→ **Exercise details**: Set down the material exactly as given, please, from its first line through the line that includes "cursor is grabbed.".

[Record excerpts — start]

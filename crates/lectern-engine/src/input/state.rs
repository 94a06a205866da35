use std::collections::HashSet;

use super::frame::InputFrame;
use super::types::{
    InputEvent,
    Key,
    KeyState,
    MouseButton,
    MouseButtonState,
    PointerButtonEvent,
    PointerMoveEvent,
};

/// Current input state for a single window.
#[derive(Debug, Default)]
pub struct InputState {
    pub modifiers: super::Modifiers,

    pub focused: bool,

    /// Cursor position in logical pixels, while the cursor is over the window.
    pub pointer_pos: Option<(f32, f32)>,

    /// Unbounded pointer position integrated from raw motion.
    ///
    /// `None` until the first motion sample arrives. Unlike `pointer_pos` it
    /// keeps moving while the cursor is grabbed.
    pub virtual_pointer: Option<(f32, f32)>,

    pub keys_down: HashSet<Key>,

    pub buttons_down: HashSet<MouseButton>,
}

impl InputState {
    /// Applies one event to the held state and records transitions in `frame`.
    pub fn apply_event(&mut self, frame: &mut InputFrame, ev: InputEvent) {
        match &ev {
            InputEvent::ModifiersChanged(m) => {
                self.modifiers = *m;
            }

            InputEvent::Focused(f) => {
                self.focused = *f;
                if !*f {
                    // Releases are not delivered to unfocused windows.
                    self.keys_down.clear();
                    self.buttons_down.clear();
                }
            }

            InputEvent::PointerMoved(PointerMoveEvent { x, y }) => {
                self.pointer_pos = Some((*x, *y));
            }

            InputEvent::PointerMotion { dx, dy } => {
                let (x, y) = self.virtual_pointer.unwrap_or((0.0, 0.0));
                self.virtual_pointer = Some((x + dx, y + dy));
                frame.motion_delta.0 += dx;
                frame.motion_delta.1 += dy;
            }

            InputEvent::PointerLeft => {
                self.pointer_pos = None;
            }

            InputEvent::Key {
                key,
                state,
                modifiers,
                ..
            } => {
                self.modifiers = *modifiers;

                match state {
                    KeyState::Pressed => {
                        if self.keys_down.insert(*key) {
                            frame.keys_pressed.insert(*key);
                        }
                    }
                    KeyState::Released => {
                        if self.keys_down.remove(key) {
                            frame.keys_released.insert(*key);
                        }
                    }
                }
            }

            InputEvent::PointerButton(PointerButtonEvent {
                button,
                state,
                x,
                y,
                modifiers,
            }) => {
                self.pointer_pos = Some((*x, *y));
                self.modifiers = *modifiers;

                match state {
                    MouseButtonState::Pressed => {
                        if self.buttons_down.insert(*button) {
                            frame.buttons_pressed.insert(*button);
                        }
                    }
                    MouseButtonState::Released => {
                        if self.buttons_down.remove(button) {
                            frame.buttons_released.insert(*button);
                        }
                    }
                }
            }

            InputEvent::MouseWheel { delta, modifiers } => {
                self.modifiers = *modifiers;
                let (x, y) = delta.lines();
                frame.scroll_delta.0 += x;
                frame.scroll_delta.1 += y;
            }
        }

        frame.push_event(ev);
    }

    pub fn key_down(&self, key: Key) -> bool {
        self.keys_down.contains(&key)
    }

    pub fn button_down(&self, btn: MouseButton) -> bool {
        self.buttons_down.contains(&btn)
    }
}

#[cfg(test)]
mod tests {
    use super::*;
    use crate::input::{Modifiers, MouseWheelDelta};

    fn key(key: Key, state: KeyState, repeat: bool) -> InputEvent {
        InputEvent::Key {
            key,
            state,
            modifiers: Modifiers::default(),
            code: 0,
            repeat,
        }
    }

    // ── keys ──────────────────────────────────────────────────────────────

    #[test]
    fn press_is_recorded_once_per_hold() {
        let mut state = InputState::default();
        let mut frame = InputFrame::default();

        state.apply_event(&mut frame, key(Key::W, KeyState::Pressed, false));
        frame.clear();
        state.apply_event(&mut frame, key(Key::W, KeyState::Pressed, true));

        assert!(state.key_down(Key::W));
        assert!(!frame.key_pressed(Key::W));
    }

    #[test]
    fn release_clears_held_key() {
        let mut state = InputState::default();
        let mut frame = InputFrame::default();

        state.apply_event(&mut frame, key(Key::P, KeyState::Pressed, false));
        state.apply_event(&mut frame, key(Key::P, KeyState::Released, false));

        assert!(!state.key_down(Key::P));
        assert!(frame.keys_released.contains(&Key::P));
    }

    #[test]
    fn focus_loss_drops_held_keys() {
        let mut state = InputState::default();
        let mut frame = InputFrame::default();

        state.apply_event(&mut frame, key(Key::A, KeyState::Pressed, false));
        state.apply_event(&mut frame, InputEvent::Focused(false));

        assert!(state.keys_down.is_empty());
    }

    // ── pointer ───────────────────────────────────────────────────────────

    #[test]
    fn raw_motion_integrates_virtual_pointer() {
        let mut state = InputState::default();
        let mut frame = InputFrame::default();
        assert!(state.virtual_pointer.is_none());

        state.apply_event(&mut frame, InputEvent::PointerMotion { dx: 3.0, dy: -1.0 });
        state.apply_event(&mut frame, InputEvent::PointerMotion { dx: 2.0, dy: 4.0 });

        assert_eq!(state.virtual_pointer, Some((5.0, 3.0)));
        assert_eq!(frame.motion_delta, (5.0, 3.0));
    }

    #[test]
    fn wheel_accumulates_in_lines() {
        let mut state = InputState::default();
        let mut frame = InputFrame::default();
        let modifiers = Modifiers::default();

        state.apply_event(&mut frame, InputEvent::MouseWheel {
            delta: MouseWheelDelta::Line { x: 0.0, y: 1.0 },
            modifiers,
        });
        state.apply_event(&mut frame, InputEvent::MouseWheel {
            delta: MouseWheelDelta::Pixel { x: 0.0, y: 40.0 },
            modifiers,
        });

        assert_eq!(frame.scroll_delta, (0.0, 3.0));
        frame.clear();
        assert_eq!(frame.scroll_delta, (0.0, 0.0));
    }
}
use winit::window::{Window, WindowId};

use crate::device::{Gpu, SurfaceErrorAction};
use crate::input::{InputFrame, InputState};
use crate::render::{RenderCtx, RenderTarget};
use crate::time::FrameTime;
use crate::window::RuntimeCtx;

use super::app::AppControl;

/// Per-window handles.
pub struct WindowCtx<'a> {
    pub id: WindowId,
    pub window: &'a Window,
}

/// Per-frame context passed to `core::App::on_frame`.
///
/// Lifetimes:
/// - `'a` is the duration of the callback invocation
/// - `'w` is the window-borrow lifetime carried by `Gpu<'w>`
pub struct FrameCtx<'a, 'w> {
    pub window: WindowCtx<'a>,
    pub gpu: &'a mut Gpu<'w>,
    pub input: &'a InputState,
    pub input_frame: &'a InputFrame,
    pub time: FrameTime,
    pub runtime: &'a mut RuntimeCtx,
}

impl<'a, 'w> FrameCtx<'a, 'w> {
    /// Acquires a surface frame, lets `draw` record into it, then presents it.
    ///
    /// The surface is presented exactly once per call. Nothing is drawn while
    /// the window has no area. Surface loss is handled here; only an
    /// out-of-memory surface turns into `AppControl::Exit`.
    pub fn render<F>(&mut self, draw: F) -> AppControl
    where
        F: FnOnce(&RenderCtx<'_>, &mut RenderTarget<'_>),
    {
        if self.gpu.aspect_ratio().is_none() {
            return AppControl::Continue;
        }

        let mut frame = match self.gpu.begin_frame() {
            Ok(f) => f,
            Err(err) => {
                log::debug!("surface frame unavailable: {err}");
                return match self.gpu.handle_surface_error(err) {
                    SurfaceErrorAction::Fatal => AppControl::Exit,
                    _ => AppControl::Continue,
                };
            }
        };

        let rctx = RenderCtx::new(
            self.gpu.device(),
            self.gpu.queue(),
            self.gpu.surface_format(),
            self.gpu.size(),
        );

        // RenderTarget borrows frame.encoder; dropped before submit() takes frame.
        {
            let mut target = RenderTarget::new(&mut frame.encoder, &frame.view);
            draw(&rctx, &mut target);
        }

        self.window.window.pre_present_notify();
        self.gpu.submit(frame);

        AppControl::Continue
    }
}
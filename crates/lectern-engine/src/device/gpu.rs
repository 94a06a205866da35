use anyhow::{Context, Result};
use wgpu::SurfaceError;
use winit::dpi::PhysicalSize;
use winit::window::Window;

/// Initialization parameters for the GPU layer.
#[derive(Debug, Clone)]
pub struct GpuInit {
    /// Pick an sRGB surface format when one is offered; otherwise pick a
    /// non-sRGB one. Scene textures are plain unorm and lighting is applied
    /// to stored values, so the scene wants `false`.
    pub prefer_srgb: bool,

    /// Present mode. FIFO is vsync and supported everywhere.
    pub present_mode: wgpu::PresentMode,

    /// Optional alpha mode preference; falls back to the first supported mode.
    pub alpha_mode: Option<wgpu::CompositeAlphaMode>,

    pub required_features: wgpu::Features,

    pub required_limits: wgpu::Limits,

    /// Hint only; support depends on platform/backend.
    pub desired_maximum_frame_latency: u32,
}

impl Default for GpuInit {
    fn default() -> Self {
        Self {
            prefer_srgb: false,
            present_mode: wgpu::PresentMode::Fifo,
            alpha_mode: None,
            required_features: wgpu::Features::empty(),
            required_limits: wgpu::Limits::default(),
            desired_maximum_frame_latency: 2,
        }
    }
}

/// Owns the wgpu core objects and the surface configuration.
pub struct Gpu<'w> {
    /// Surface bound to the window. The runtime guarantees the window
    /// outlives this value.
    surface: wgpu::Surface<'w>,

    adapter_info: wgpu::AdapterInfo,

    device: wgpu::Device,

    queue: wgpu::Queue,

    config: wgpu::SurfaceConfiguration,

    /// Current drawable size in physical pixels. May be zero while minimized.
    size: PhysicalSize<u32>,
}

/// A single acquired frame.
///
/// Holding the surface texture blocks acquisition of the next one, so this
/// must be submitted promptly.
pub struct GpuFrame {
    pub surface_texture: wgpu::SurfaceTexture,
    pub view: wgpu::TextureView,
    pub encoder: wgpu::CommandEncoder,
}

/// High-level response after a surface error.
#[derive(Debug, Copy, Clone, Eq, PartialEq)]
pub enum SurfaceErrorAction {
    /// Surface was reconfigured; rendering resumes next frame.
    Reconfigured,
    /// Transient error; skip the current frame.
    SkipFrame,
    /// Unrecoverable (out of memory); the app should exit.
    Fatal,
}

impl<'w> Gpu<'w> {
    /// Creates a GPU context bound to a window.
    pub async fn new(window: &'w Window, init: GpuInit) -> Result<Self> {
        let size = window.inner_size();
        anyhow::ensure!(size.width > 0 && size.height > 0, "window has zero size");

        let instance = wgpu::Instance::new(&wgpu::InstanceDescriptor {
            backends: wgpu::Backends::all(),
            ..Default::default()
        });

        let surface = instance
            .create_surface(window)
            .context("failed to create wgpu surface")?;

        let adapter = instance
            .request_adapter(&wgpu::RequestAdapterOptions {
                power_preference: wgpu::PowerPreference::HighPerformance,
                compatible_surface: Some(&surface),
                force_fallback_adapter: false,
            })
            .await
            .context("failed to find a suitable GPU adapter")?;

        let adapter_info = adapter.get_info();
        log::info!(
            "using adapter \"{}\" ({:?}, {:?})",
            adapter_info.name,
            adapter_info.backend,
            adapter_info.device_type
        );

        let (device, queue) = adapter
            .request_device(&wgpu::DeviceDescriptor {
                label: Some("lectern device"),
                required_features: init.required_features,
                required_limits: init.required_limits,
                experimental_features: wgpu::ExperimentalFeatures::disabled(),
                memory_hints: wgpu::MemoryHints::Performance,
                trace: wgpu::Trace::Off,
            })
            .await
            .context("failed to create wgpu device/queue")?;

        let surface_caps = surface.get_capabilities(&adapter);
        let format = choose_surface_format(&surface_caps.formats, init.prefer_srgb)
            .context("no supported surface formats")?;

        let alpha_mode = init
            .alpha_mode
            .filter(|m| surface_caps.alpha_modes.contains(m))
            .unwrap_or_else(|| {
                surface_caps
                    .alpha_modes
                    .first()
                    .copied()
                    .unwrap_or(wgpu::CompositeAlphaMode::Auto)
            });

        let config = wgpu::SurfaceConfiguration {
            usage: wgpu::TextureUsages::RENDER_ATTACHMENT,
            format,
            width: size.width,
            height: size.height,
            present_mode: init.present_mode,
            alpha_mode,
            view_formats: vec![],
            desired_maximum_frame_latency: init.desired_maximum_frame_latency,
        };

        surface.configure(&device, &config);
        log::debug!("surface configured: {format:?} {}x{}", size.width, size.height);

        Ok(Gpu {
            surface,
            adapter_info,
            device,
            queue,
            config,
            size,
        })
    }

    pub fn surface_format(&self) -> wgpu::TextureFormat {
        self.config.format
    }

    /// Current drawable size in physical pixels.
    pub fn size(&self) -> PhysicalSize<u32> {
        self.size
    }

    /// Width over height of the drawable, or `None` while it has no area.
    pub fn aspect_ratio(&self) -> Option<f32> {
        if self.size.width == 0 || self.size.height == 0 {
            return None;
        }
        Some(self.size.width as f32 / self.size.height as f32)
    }

    pub fn adapter_info(&self) -> &wgpu::AdapterInfo {
        &self.adapter_info
    }

    pub fn device(&self) -> &wgpu::Device {
        &self.device
    }

    pub fn queue(&self) -> &wgpu::Queue {
        &self.queue
    }

    /// Reconfigures the surface after a resize.
    ///
    /// A 0x0 surface cannot be configured; the size is recorded and the
    /// reconfigure happens on the next non-zero resize.
    pub fn resize(&mut self, new_size: PhysicalSize<u32>) {
        self.size = new_size;
        if new_size.width == 0 || new_size.height == 0 {
            return;
        }

        self.config.width = new_size.width;
        self.config.height = new_size.height;
        self.surface.configure(&self.device, &self.config);
    }

    /// Acquires the next surface texture and creates an encoder.
    pub fn begin_frame(&self) -> std::result::Result<GpuFrame, SurfaceError> {
        let surface_texture = self.surface.get_current_texture()?;
        let view = surface_texture
            .texture
            .create_view(&wgpu::TextureViewDescriptor::default());

        let encoder = self
            .device
            .create_command_encoder(&wgpu::CommandEncoderDescriptor {
                label: Some("lectern frame encoder"),
            });

        Ok(GpuFrame {
            surface_texture,
            view,
            encoder,
        })
    }

    /// Submits the recorded commands and presents the frame.
    pub fn submit(&self, frame: GpuFrame) {
        self.queue.submit(std::iter::once(frame.encoder.finish()));
        drop(frame.view);
        frame.surface_texture.present();
    }

    /// Converts a `SurfaceError` into a higher-level action.
    pub fn handle_surface_error(&mut self, err: SurfaceError) -> SurfaceErrorAction {
        match err {
            SurfaceError::Lost | SurfaceError::Outdated => {
                if self.size.width > 0 && self.size.height > 0 {
                    self.surface.configure(&self.device, &self.config);
                }
                SurfaceErrorAction::Reconfigured
            }
            SurfaceError::OutOfMemory => SurfaceErrorAction::Fatal,
            SurfaceError::Timeout => SurfaceErrorAction::SkipFrame,
            SurfaceError::Other => SurfaceErrorAction::SkipFrame,
        }
    }
}

fn choose_surface_format(
    formats: &[wgpu::TextureFormat],
    prefer_srgb: bool,
) -> Option<wgpu::TextureFormat> {
    formats
        .iter()
        .copied()
        .find(|f| f.is_srgb() == prefer_srgb)
        .or_else(|| formats.first().copied())
}

#[cfg(test)]
mod tests {
    use super::*;
    use wgpu::TextureFormat;

    #[test]
    fn srgb_format_preferred_when_offered() {
        let formats = [TextureFormat::Bgra8Unorm, TextureFormat::Bgra8UnormSrgb];
        assert_eq!(
            choose_surface_format(&formats, true),
            Some(TextureFormat::Bgra8UnormSrgb)
        );
    }

    #[test]
    fn first_format_used_without_srgb_preference() {
        let formats = [TextureFormat::Bgra8Unorm, TextureFormat::Bgra8UnormSrgb];
        assert_eq!(
            choose_surface_format(&formats, false),
            Some(TextureFormat::Bgra8Unorm)
        );
    }

    #[test]
    fn unorm_format_chosen_even_when_listed_after_srgb() {
        let formats = [TextureFormat::Bgra8UnormSrgb, TextureFormat::Bgra8Unorm];
        assert_eq!(
            choose_surface_format(&formats, false),
            Some(TextureFormat::Bgra8Unorm)
        );
    }

    #[test]
    fn falls_back_to_first_format_when_preference_unavailable() {
        let formats = [TextureFormat::Bgra8UnormSrgb];
        assert_eq!(
            choose_surface_format(&formats, false),
            Some(TextureFormat::Bgra8UnormSrgb)
        );
    }

    #[test]
    fn default_init_targets_non_srgb_surface() {
        assert!(!GpuInit::default().prefer_srgb);
    }

    #[test]
    fn no_formats_yields_none() {
        assert_eq!(choose_surface_format(&[], true), None);
    }
}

[Record excerpts — finish]

→ **Written answer**:
filename crates/lectern-engine/src/input/state.rs
repository 94a06a205866da35
use std::collections::HashSet;

use super::frame::InputFrame;
use super::types::{
    InputEvent,
    Key,
    KeyState,
    MouseButton,
    MouseButtonState,
    PointerButtonEvent,
    PointerMoveEvent,
};

/// Current input state for a single window.
#[derive(Debug, Default)]
pub struct InputState {
    pub modifiers: super::Modifiers,

    pub focused: bool,

    /// Cursor position in logical pixels, while the cursor is over the window.
    pub pointer_pos: Option<(f32, f32)>,

    /// Unbounded pointer position integrated from raw motion.
    ///
    /// `None` until the first motion sample arrives. Unlike `pointer_pos` it
    /// keeps moving while the cursor is grabbed.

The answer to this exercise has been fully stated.